Magnolia Mall
- Location: Florence, South Carolina, United States
- Coordinates: 34°11′30″N 79°50′01″W﻿ / ﻿34.191664°N 79.833576°W
- Address: 2701 David McLeod Boulevard
- Opening date: 1979
- Developer: Equity Properties
- Owner: PREIT
- Stores and services: 50+
- Anchor tenants: 7
- Floor area: 613,500 ft^{2} (57,000 m^{2})
- Floors: 1
- Website: shopmagnoliamall.com

= Magnolia Mall =

Magnolia Mall is a shopping mall in Florence, South Carolina, located at Interstate 20 Business (I-20 Bus.) near I-95 and the eastern terminus of I-20. It is owned by PREIT. The mall opened in 1979, and underwent a renovation in 2008. It underwent a further renovation in 2019, adding H&M, Five Below, and Burlington.
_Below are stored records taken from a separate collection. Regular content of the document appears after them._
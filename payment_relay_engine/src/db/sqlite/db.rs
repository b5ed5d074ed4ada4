use std::{fmt::Debug, sync::Arc, time::Duration};

use async_trait::async_trait;
use log::*;
use sqlx::{migrate, SqlitePool};
use tokio::sync::Notify;

use super::{ledger, new_pool, queue, SqliteDatabaseError};
use crate::{
    db::traits::{LedgerError, QueueError, TaskQueue, TransactionLedger},
    db_types::{Job, PaymentTask, PaymentsSummary, QueuedJob, Receipt, RecordResult, SettledTransaction, TimeWindow},
};

/// How long an idle `dequeue` waits before looking at the table again, in case rows were added by another process.
const DEFAULT_POLL_INTERVAL: Duration = Duration::from_millis(250);

/// SQLite storage for both the task queue and the transaction ledger.
///
/// The queue lives in the database, so payments that were accepted but not yet settled survive a restart. Call
/// [`TaskQueue::recover_in_flight`] on startup to return jobs that were being processed when the process died.
#[derive(Clone)]
pub struct SqliteDatabase {
    url: String,
    pool: SqlitePool,
    notify: Arc<Notify>,
    poll_interval: Duration,
}

impl Debug for SqliteDatabase {
    fn fmt(&self, f: &mut std::fmt::Formatter<'_>) -> std::fmt::Result {
        writeln!(f, "SqliteDatabase ({:?})", self.pool)
    }
}

impl SqliteDatabase {
    /// Connects to the database at `url`, creating the file if necessary, and brings the schema up to date.
    pub async fn new_with_url(url: &str, max_connections: u32) -> Result<Self, SqliteDatabaseError> {
        let pool = new_pool(url, max_connections).await?;
        migrate!("./src/db/sqlite/migrations").run(&pool).await?;
        debug!("🗃️ Database {url} is ready");
        Ok(Self { url: url.to_string(), pool, notify: Arc::new(Notify::new()), poll_interval: DEFAULT_POLL_INTERVAL })
    }

    pub fn with_poll_interval(mut self, poll_interval: Duration) -> Self {
        self.poll_interval = poll_interval;
        self
    }

    pub fn url(&self) -> &str {
        self.url.as_str()
    }
}

#[async_trait]
impl TransactionLedger for SqliteDatabase {
    async fn record(&self, transaction: &SettledTransaction) -> Result<RecordResult, LedgerError> {
        let mut conn = self.pool.acquire().await.map_err(SqliteDatabaseError::from)?;
        let result = ledger::idempotent_insert(transaction, &mut conn).await?;
        match result {
            RecordResult::Inserted => {
                trace!("🗃️ Payment {} recorded against {}", transaction.correlation_id, transaction.processor)
            },
            RecordResult::AlreadyRecorded => {
                debug!("🗃️ Payment {} was already in the ledger", transaction.correlation_id)
            },
        }
        Ok(result)
    }

    async fn summarize(&self, window: Option<TimeWindow>) -> Result<PaymentsSummary, LedgerError> {
        let mut conn = self.pool.acquire().await.map_err(SqliteDatabaseError::from)?;
        let summary = ledger::summarize(window, &mut conn).await?;
        Ok(summary)
    }
}

#[async_trait]
impl TaskQueue for SqliteDatabase {
    async fn enqueue(&self, task: PaymentTask) -> Result<(), QueueError> {
        let mut conn = self.pool.acquire().await.map_err(SqliteDatabaseError::from)?;
        let id = queue::push_back(&Job::Payment(task), &mut conn).await?;
        trace!("📮️ Payment enqueued as #{id}");
        self.notify.notify_one();
        Ok(())
    }

    async fn dequeue(&self) -> Result<QueuedJob, QueueError> {
        loop {
            let claimed = {
                let mut conn = self.pool.acquire().await.map_err(SqliteDatabaseError::from)?;
                queue::claim_head(&mut conn).await?
            };
            if let Some(row) = claimed {
                let queued = QueuedJob::try_from(row)?;
                trace!("📮️ Claimed {} job {}", queued.job.kind(), queued.receipt);
                return Ok(queued);
            }
            let _ = tokio::time::timeout(self.poll_interval, self.notify.notified()).await;
        }
    }

    async fn requeue_front(&self, receipt: Receipt, job: Job) -> Result<(), QueueError> {
        let mut conn = self.pool.acquire().await.map_err(SqliteDatabaseError::from)?;
        if !queue::move_to_front(receipt, &job, &mut conn).await? {
            warn!("📮️ Queue slot {receipt} has disappeared. Re-inserting the {} job at the head", job.kind());
            queue::push_front(&job, &mut conn).await?;
        }
        self.notify.notify_one();
        Ok(())
    }

    async fn acknowledge(&self, receipt: Receipt) -> Result<(), QueueError> {
        let mut conn = self.pool.acquire().await.map_err(SqliteDatabaseError::from)?;
        if !queue::delete(receipt, &mut conn).await? {
            warn!("📮️ Queue slot {receipt} was acknowledged, but it no longer exists");
        }
        Ok(())
    }

    async fn pending(&self) -> Result<u64, QueueError> {
        let mut conn = self.pool.acquire().await.map_err(SqliteDatabaseError::from)?;
        Ok(queue::count_unclaimed(&mut conn).await?)
    }

    async fn recover_in_flight(&self) -> Result<u64, QueueError> {
        let mut conn = self.pool.acquire().await.map_err(SqliteDatabaseError::from)?;
        let recovered = queue::release_claimed(&mut conn).await?;
        for _ in 0..recovered {
            self.notify.notify_one();
        }
        Ok(recovered)
    }
}
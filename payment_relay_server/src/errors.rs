use actix_web::{
    error::ResponseError,
    http::{header::ContentType, StatusCode},
    HttpResponse,
};
use payment_relay_engine::{LedgerError, QueueError};
use thiserror::Error;

#[derive(Debug, Error)]
pub enum ServerError {
    #[error("Could not initialize server. {0}")]
    InitializeError(String),
    #[error("Invalid server configuration. {0}")]
    ConfigurationError(String),
    #[error("An error occurred on the backend of the server. {0}")]
    BackendError(String),
    #[error("Could not read request body: {0}")]
    InvalidRequestBody(String),
    #[error("Invalid query parameters: {0}")]
    InvalidQuery(String),
    #[error("Method not allowed")]
    MethodNotAllowed,
    #[error("An I/O error happened in the server. {0}")]
    IOError(#[from] std::io::Error),
    #[error("UnspecifiedError. {0}")]
    Unspecified(String),
}

impl ResponseError for ServerError {
    fn status_code(&self) -> StatusCode {
        match self {
            Self::InvalidRequestBody(_) => StatusCode::BAD_REQUEST,
            Self::InvalidQuery(_) => StatusCode::BAD_REQUEST,
            Self::MethodNotAllowed => StatusCode::METHOD_NOT_ALLOWED,
            Self::InitializeError(_) => StatusCode::INTERNAL_SERVER_ERROR,
            Self::ConfigurationError(_) => StatusCode::INTERNAL_SERVER_ERROR,
            Self::BackendError(_) => StatusCode::INTERNAL_SERVER_ERROR,
            Self::IOError(_) => StatusCode::INTERNAL_SERVER_ERROR,
            Self::Unspecified(_) => StatusCode::INTERNAL_SERVER_ERROR,
        }
    }

    fn error_response(&self) -> HttpResponse {
        HttpResponse::build(self.status_code())
            .insert_header(ContentType::json())
            .body(serde_json::json!({ "error": self.to_string() }).to_string())
    }
}

impl From<LedgerError> for ServerError {
    fn from(e: LedgerError) -> Self {
        Self::BackendError(e.to_string())
    }
}

impl From<QueueError> for ServerError {
    fn from(e: QueueError) -> Self {
        Self::BackendError(e.to_string())
    }
}
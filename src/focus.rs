//! Refresh callbacks for when the page comes back to the foreground.
//!
//! The host reports raw focus and visibility signals. `Blur` or `Hidden` sends
//! the page to the background; the first `Focus` or `Visible` after that
//! brings it back and fires the callbacks. Either signal alone is a regain, so
//! a host that only reports visibility still refreshes, and a tab restore that
//! reports both `Visible` and `Focus` refreshes once, not twice.

use std::sync::{Arc, Mutex, PoisonError};

use crate::bus::{invoke_isolated, HandlerPanic, HandlerRegistry, SubscriptionId};

pub type FocusHandler = Arc<dyn Fn() + Send + Sync>;

#[derive(Debug, Clone, Copy, PartialEq, Eq)]
pub enum FocusSignal {
    Focus,
    Blur,
    Visible,
    Hidden,
}

#[derive(Debug, Clone, Copy, PartialEq, Eq)]
enum ForegroundState {
    Foreground,
    Background,
}

#[derive(Debug, Clone, Default)]
pub struct FocusDispatch {
    /// The signal completed a return to the foreground.
    pub regained: bool,
    pub delivered: usize,
    pub panicked: Vec<HandlerPanic>,
}

pub struct FocusTracker {
    state: Mutex<ForegroundState>,
    handlers: HandlerRegistry<FocusHandler>,
}

impl FocusTracker {
    /// Starts in the foreground; registering never fires a callback.
    pub fn new() -> Self {
        Self {
            state: Mutex::new(ForegroundState::Foreground),
            handlers: HandlerRegistry::new(),
        }
    }

    pub fn register(&self, handler: FocusHandler) -> SubscriptionId {
        self.handlers.insert(handler)
    }

    pub fn unregister(&self, id: SubscriptionId) -> bool {
        self.handlers.remove(id)
    }

    pub fn in_foreground(&self) -> bool {
        let state = self.state.lock().unwrap_or_else(PoisonError::into_inner);
        *state == ForegroundState::Foreground
    }

    pub fn signal(&self, signal: FocusSignal) -> FocusDispatch {
        let regained = {
            let mut state = self.state.lock().unwrap_or_else(PoisonError::into_inner);
            let previous = *state;
            *state = match signal {
                FocusSignal::Focus | FocusSignal::Visible => ForegroundState::Foreground,
                FocusSignal::Blur | FocusSignal::Hidden => ForegroundState::Background,
            };
            previous == ForegroundState::Background && *state == ForegroundState::Foreground
        };

        if !regained {
            return FocusDispatch::default();
        }

        tracing::debug!("page regained foreground on {signal:?}");
        let mut dispatch = FocusDispatch {
            regained: true,
            ..FocusDispatch::default()
        };
        for (id, handler) in self.handlers.snapshot() {
            match invoke_isolated(|| handler()) {
                Ok(()) => dispatch.delivered += 1,
                Err(message) => {
                    tracing::error!("focus refresh {id} panicked: {message}");
                    dispatch.panicked.push(HandlerPanic {
                        subscription: id,
                        message,
                    });
                }
            }
        }
        dispatch
    }
}

impl Default for FocusTracker {
    fn default() -> Self {
        Self::new()
    }
}
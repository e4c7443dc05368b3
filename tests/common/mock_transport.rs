//! Scripted transport for sync client integration tests.

use std::collections::HashMap;
use std::sync::Arc;
use std::time::Duration;

use async_trait::async_trait;
use tokio::sync::Mutex;

use campus_sync::transport::{HttpRequest, HttpResponse, Transport};
use campus_sync::TransportError;

#[derive(Clone)]
enum Reply {
    Respond { status: u16, body: String },
    Fail(String),
}

/// Replies by exact URL, records every request, and can delay replies so
/// several calls are in flight at once.
#[derive(Clone, Default)]
pub struct MockTransport {
    replies: Arc<Mutex<HashMap<String, Reply>>>,
    requests: Arc<Mutex<Vec<HttpRequest>>>,
    delay: Arc<Mutex<Option<Duration>>>,
}

impl MockTransport {
    pub fn new() -> Self {
        Self::default()
    }

    pub async fn respond_json(&self, url: &str, status: u16, body: serde_json::Value) {
        self.respond_raw(url, status, &body.to_string()).await;
    }

    pub async fn respond_raw(&self, url: &str, status: u16, body: &str) {
        self.replies.lock().await.insert(
            url.to_string(),
            Reply::Respond {
                status,
                body: body.to_string(),
            },
        );
    }

    pub async fn fail(&self, url: &str, message: impl Into<String>) {
        self.replies
            .lock()
            .await
            .insert(url.to_string(), Reply::Fail(message.into()));
    }

    pub async fn set_delay(&self, delay: Duration) {
        *self.delay.lock().await = Some(delay);
    }

    pub async fn requests(&self) -> Vec<HttpRequest> {
        self.requests.lock().await.clone()
    }

    pub fn boxed(self) -> Arc<dyn Transport> {
        Arc::new(self)
    }
}

#[async_trait]
impl Transport for MockTransport {
    async fn send(&self, request: HttpRequest) -> Result<HttpResponse, TransportError> {
        let reply = self.replies.lock().await.get(&request.url).cloned();
        self.requests.lock().await.push(request);

        let delay = *self.delay.lock().await;
        if let Some(delay) = delay {
            tokio::time::sleep(delay).await;
        }

        match reply {
            Some(Reply::Respond { status, body }) => Ok(HttpResponse { status, body }),
            Some(Reply::Fail(message)) => Err(TransportError::Connection(message)),
            None => Ok(HttpResponse {
                status: 404,
                body: String::new(),
            }),
        }
    }
}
Other major stores at the mall are Best Buy, Belk, Dick's Sporting Goods, and Tilt Studios. Burlington replaced a Sears which closed in 2017. On June 4, 2020, JCPenney announced that it would close by around October 2020 as part of a plan to close 154 stores nationwide. In October 2021, Tilt Studios opened in the former space occupied by JCPenney.

Roses was an original tenant of the mall, and closed in 2002 to be replaced by Best Buy and the food court.